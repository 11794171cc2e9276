use sqlx::migrate::Migrator;

pub static MIGRATOR: Migrator = sqlx::migrate!();
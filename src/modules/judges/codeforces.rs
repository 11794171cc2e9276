use crate::{
    modules::judges::{JudgeClient, JudgeError, Platform, Stat, StatRow},
    types::tables::{Event, Member},
};
use anyhow::Result;
use async_trait::async_trait;
use once_cell::sync::Lazy;
use regex::Regex;
use reqwest::{Client, Url};
use serde::Deserialize;
use std::collections::{HashMap, HashSet};
use tokio::time::{self, Duration};

static CONTEST_ID_PATTERN: Lazy<Regex> = Lazy::new(|| Regex::new(r"contests?/(\d+)").unwrap());

#[derive(Debug, Deserialize)]
struct StandingsResponse {
    status: String,
    comment: Option<String>,
    result: Option<StandingsResult>,
}

#[derive(Debug, Deserialize)]
pub struct StandingsResult {
    pub rows: Vec<RanklistRow>,
}

#[derive(Debug, Deserialize)]
#[serde(rename_all = "camelCase")]
pub struct RanklistRow {
    pub party: Party,
    pub problem_results: Vec<ProblemResult>,
}

#[derive(Debug, Deserialize)]
#[serde(rename_all = "camelCase")]
pub struct Party {
    pub members: Vec<PartyMember>,
    pub participant_type: String,
}

#[derive(Debug, Deserialize)]
pub struct PartyMember {
    pub handle: String,
}

#[derive(Debug, Deserialize)]
pub struct ProblemResult {
    pub points: f64,
}

/// Extracts the numeric contest id from an event link such as
/// `https://codeforces.com/contest/1841` or `.../contests/1841`.
pub fn parse_contest_id(event_link: &str) -> Result<i64, JudgeError> {
    CONTEST_ID_PATTERN
        .captures(event_link)
        .and_then(|captures| captures.get(1))
        .and_then(|id| id.as_str().parse::<i64>().ok())
        .ok_or_else(|| JudgeError::UnresolvableLink(event_link.to_string()))
}

/// Derives per-member stats from the standings rows. Handles are keyed
/// case-insensitively; `handles` maps a lowercased handle to a user id.
///
/// A `CONTESTANT` or `OUT_OF_COMPETITION` row is the contest row, a
/// `PRACTICE` row is the upsolve row. A problem slot counts as an upsolve
/// only when it was not already solved in the contest row.
pub fn collect_stats(rows: &[RanklistRow], handles: &HashMap<String, i64>) -> HashMap<i64, Stat> {
    let mut contest_rows: HashMap<i64, &RanklistRow> = HashMap::new();
    let mut practice_rows: HashMap<i64, &RanklistRow> = HashMap::new();

    for row in rows.iter() {
        let Some(member) = row.party.members.first() else {
            continue;
        };
        let Some(&user_id) = handles.get(&member.handle.to_lowercase()) else {
            continue;
        };

        match row.party.participant_type.as_str() {
            "CONTESTANT" | "OUT_OF_COMPETITION" => {
                contest_rows.entry(user_id).or_insert(row);
            }
            "PRACTICE" => {
                practice_rows.entry(user_id).or_insert(row);
            }
            _ => {}
        }
    }

    let mut stats: HashMap<i64, Stat> = HashMap::new();
    for &user_id in handles.values() {
        let solved_slots: HashSet<usize> = contest_rows
            .get(&user_id)
            .map(|row| {
                row.problem_results
                    .iter()
                    .enumerate()
                    .filter(|(_, result)| result.points > 0.0)
                    .map(|(slot, _)| slot)
                    .collect()
            })
            .unwrap_or_default();

        let upsolve_count = practice_rows
            .get(&user_id)
            .map(|row| {
                row.problem_results
                    .iter()
                    .enumerate()
                    .filter(|(slot, result)| result.points > 0.0 && !solved_slots.contains(slot))
                    .count()
            })
            .unwrap_or(0);

        stats.insert(
            user_id,
            Stat {
                solve_count: solved_slots.len() as i32,
                upsolve_count: upsolve_count as i32,
                participation: contest_rows.contains_key(&user_id),
            },
        );
    }

    stats
}

pub struct CodeforcesClient {
    url: Url,
    client: Client,
    delay: Duration,
}

impl CodeforcesClient {
    pub fn new(delay: Duration) -> Self {
        CodeforcesClient {
            url: Url::parse("https://codeforces.com/api/contest.standings").unwrap(),
            client: Client::builder()
                .gzip(true)
                .timeout(Duration::from_secs(30))
                .build()
                .unwrap(),
            delay,
        }
    }

    /// Fetches the standings of one contest for the given handles. Issues a
    /// single batched request with all handles joined by `;`.
    async fn fetch_standings(&self, contest_id: i64, handles: &[&str]) -> Result<StandingsResult> {
        let res = self
            .client
            .get(self.url.clone())
            .query(&[
                ("contestId", contest_id.to_string().as_str()),
                ("showUnofficial", "true"),
                ("handles", handles.join(";").as_str()),
            ])
            .send()
            .await?;

        match res.error_for_status_ref() {
            Ok(_) => {}
            Err(e) => {
                let message = format!("error response returned from Codeforces: {:?}", e);
                tracing::error!(message);
                anyhow::bail!(message)
            }
        };

        let body: StandingsResponse = res.json().await?;
        if body.status != "OK" {
            return Err(JudgeError::ApiError(
                body.comment.unwrap_or(String::from("status was not OK")),
            )
            .into());
        }

        body.result
            .ok_or_else(|| JudgeError::ApiError(String::from("OK response carried no result")).into())
    }
}

#[async_trait]
impl JudgeClient for CodeforcesClient {
    async fn fetch_event_stats(
        &self,
        events: &[Event],
        members: &[Member],
    ) -> Result<Vec<StatRow>> {
        let handles: HashMap<String, i64> = members
            .iter()
            .filter_map(|member| {
                Platform::Codeforces
                    .handle_of(member)
                    .map(|handle| (handle.to_lowercase(), member.id))
            })
            .collect();
        let handle_list: Vec<&str> = handles.keys().map(String::as_str).collect();

        let mut rows: Vec<StatRow> = Vec::new();
        for event in events.iter() {
            let contest_id = match parse_contest_id(&event.event_link) {
                Ok(id) => id,
                Err(e) => {
                    tracing::warn!("skipping event {}: {}", event.id, e);
                    continue;
                }
            };

            let stats = if handle_list.is_empty() {
                HashMap::new()
            } else {
                match self.fetch_standings(contest_id, &handle_list).await {
                    Ok(standings) => collect_stats(&standings.rows, &handles),
                    Err(e) => {
                        tracing::warn!(
                            "skipping event {}: standings fetch failed: {:?}",
                            event.id,
                            e
                        );
                        continue;
                    }
                }
            };

            // Every member gets exactly one row; members without a handle or
            // without a standings row get the zero stat.
            for member in members.iter() {
                rows.push(StatRow {
                    event_id: event.id,
                    user_id: member.id,
                    stat: stats.get(&member.id).copied().unwrap_or_default(),
                });
            }

            tracing::info!(
                "collected Codeforces stats of contest {} for {} members",
                contest_id,
                handles.len()
            );
            time::sleep(self.delay).await;
        }

        Ok(rows)
    }
}

#[cfg(test)]
mod test {
    use super::*;

    fn row(handle: &str, participant_type: &str, points: &[f64]) -> RanklistRow {
        RanklistRow {
            party: Party {
                members: vec![PartyMember {
                    handle: String::from(handle),
                }],
                participant_type: String::from(participant_type),
            },
            problem_results: points.iter().map(|&points| ProblemResult { points }).collect(),
        }
    }

    #[test]
    fn test_parse_contest_id() {
        assert_eq!(
            parse_contest_id("https://codeforces.com/contest/1841").unwrap(),
            1841
        );
        assert_eq!(
            parse_contest_id("https://codeforces.com/contests/1841").unwrap(),
            1841
        );
        assert!(parse_contest_id("https://codeforces.com/gym").is_err());
    }

    #[test]
    fn test_contest_and_practice_rows_partitioned() {
        let handles = HashMap::from([(String::from("alice"), 1)]);
        let rows = vec![
            row("Alice", "CONTESTANT", &[500.0, 0.0, 0.0]),
            row("Alice", "PRACTICE", &[500.0, 750.0, 0.0]),
        ];

        let stats = collect_stats(&rows, &handles);
        // Slot 0 was solved in contest, so only slot 1 counts as an upsolve.
        assert_eq!(
            stats[&1],
            Stat {
                solve_count: 1,
                upsolve_count: 1,
                participation: true
            }
        );
    }

    #[test]
    fn test_out_of_competition_counts_as_contest() {
        let handles = HashMap::from([(String::from("bob"), 2)]);
        let rows = vec![row("bob", "OUT_OF_COMPETITION", &[0.0, 1000.0])];

        let stats = collect_stats(&rows, &handles);
        assert_eq!(
            stats[&2],
            Stat {
                solve_count: 1,
                upsolve_count: 0,
                participation: true
            }
        );
    }

    #[test]
    fn test_practice_only_is_not_participation() {
        let handles = HashMap::from([(String::from("carol"), 3)]);
        let rows = vec![row("carol", "PRACTICE", &[250.0])];

        let stats = collect_stats(&rows, &handles);
        assert_eq!(
            stats[&3],
            Stat {
                solve_count: 0,
                upsolve_count: 1,
                participation: false
            }
        );
    }

    #[test]
    fn test_unknown_handle_yields_zero_stat() {
        let handles = HashMap::from([(String::from("dave"), 4)]);
        let rows = vec![row("someone_else", "CONTESTANT", &[500.0])];

        let stats = collect_stats(&rows, &handles);
        assert_eq!(stats[&4], Stat::absent());
    }
}
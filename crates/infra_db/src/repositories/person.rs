//! Person repository implementation
//!
//! Persons are identified in storage by their natural key, the exact
//! (first name, last name) pair. A missing last name matches a NULL column.

use chrono::NaiveDate;
use sqlx::PgPool;

use crate::error::DatabaseError;

/// Database row for the `person` table
#[derive(Debug, Clone, PartialEq, Eq, sqlx::FromRow)]
pub struct PersonRow {
    pub person_id: i32,
    pub first_name: String,
    pub last_name: Option<String>,
    pub date_of_birth: Option<NaiveDate>,
    pub gender: Option<String>,
    pub entry_date: NaiveDate,
    pub comments: Option<String>,
    pub family_group: Option<String>,
}

/// Column values written for a person
#[derive(Debug, Clone, PartialEq, Eq)]
pub struct NewPerson {
    pub first_name: String,
    pub last_name: Option<String>,
    pub date_of_birth: Option<NaiveDate>,
    pub gender: Option<String>,
    pub entry_date: NaiveDate,
    pub comments: Option<String>,
    pub family_group: Option<String>,
}

impl NewPerson {
    /// Row as it reads back once stored under `person_id`
    pub fn into_row(self, person_id: i32) -> PersonRow {
        PersonRow {
            person_id,
            first_name: self.first_name,
            last_name: self.last_name,
            date_of_birth: self.date_of_birth,
            gender: self.gender,
            entry_date: self.entry_date,
            comments: self.comments,
            family_group: self.family_group,
        }
    }
}

/// Repository for the `person` table
#[derive(Debug, Clone)]
pub struct PersonRepository {
    pool: PgPool,
}

impl PersonRepository {
    pub fn new(pool: PgPool) -> Self {
        Self { pool }
    }

    /// Finds the key of the person with this exact name
    pub async fn find_by_name(
        &self,
        first_name: &str,
        last_name: Option<&str>,
    ) -> Result<Option<i32>, DatabaseError> {
        let key = sqlx::query_scalar::<_, i32>(
            r#"
            SELECT person_id
            FROM person
            WHERE first_name = $1 AND last_name IS NOT DISTINCT FROM $2
            ORDER BY person_id
            LIMIT 1
            "#,
        )
        .bind(first_name)
        .bind(last_name)
        .fetch_optional(&self.pool)
        .await?;

        Ok(key)
    }

    pub async fn insert(&self, person: &NewPerson) -> Result<i32, DatabaseError> {
        let key = sqlx::query_scalar::<_, i32>(
            r#"
            INSERT INTO person (
                first_name, last_name, date_of_birth, gender,
                entry_date, comments, family_group
            ) VALUES ($1, $2, $3, $4, $5, $6, $7)
            RETURNING person_id
            "#,
        )
        .bind(&person.first_name)
        .bind(&person.last_name)
        .bind(person.date_of_birth)
        .bind(&person.gender)
        .bind(person.entry_date)
        .bind(&person.comments)
        .bind(&person.family_group)
        .fetch_one(&self.pool)
        .await?;

        Ok(key)
    }

    /// Overwrites every column of an existing person
    pub async fn update(&self, person_id: i32, person: &NewPerson) -> Result<(), DatabaseError> {
        let result = sqlx::query(
            r#"
            UPDATE person
            SET first_name = $2, last_name = $3, date_of_birth = $4, gender = $5,
                entry_date = $6, comments = $7, family_group = $8
            WHERE person_id = $1
            "#,
        )
        .bind(person_id)
        .bind(&person.first_name)
        .bind(&person.last_name)
        .bind(person.date_of_birth)
        .bind(&person.gender)
        .bind(person.entry_date)
        .bind(&person.comments)
        .bind(&person.family_group)
        .execute(&self.pool)
        .await?;

        if result.rows_affected() == 0 {
            return Err(DatabaseError::not_found("person", person_id));
        }
        Ok(())
    }

    pub async fn list(&self) -> Result<Vec<PersonRow>, DatabaseError> {
        let rows = sqlx::query_as::<_, PersonRow>(
            r#"
            SELECT person_id, first_name, last_name, date_of_birth, gender,
                   entry_date, comments, family_group
            FROM person
            ORDER BY person_id
            "#,
        )
        .fetch_all(&self.pool)
        .await?;

        Ok(rows)
    }
}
+ + + + +
- **To do**:
Your job is to copy out every line from the records above that has the word "continue".

- **Finished exercise**:
            continue;
            continue;
                    continue;
                        continue;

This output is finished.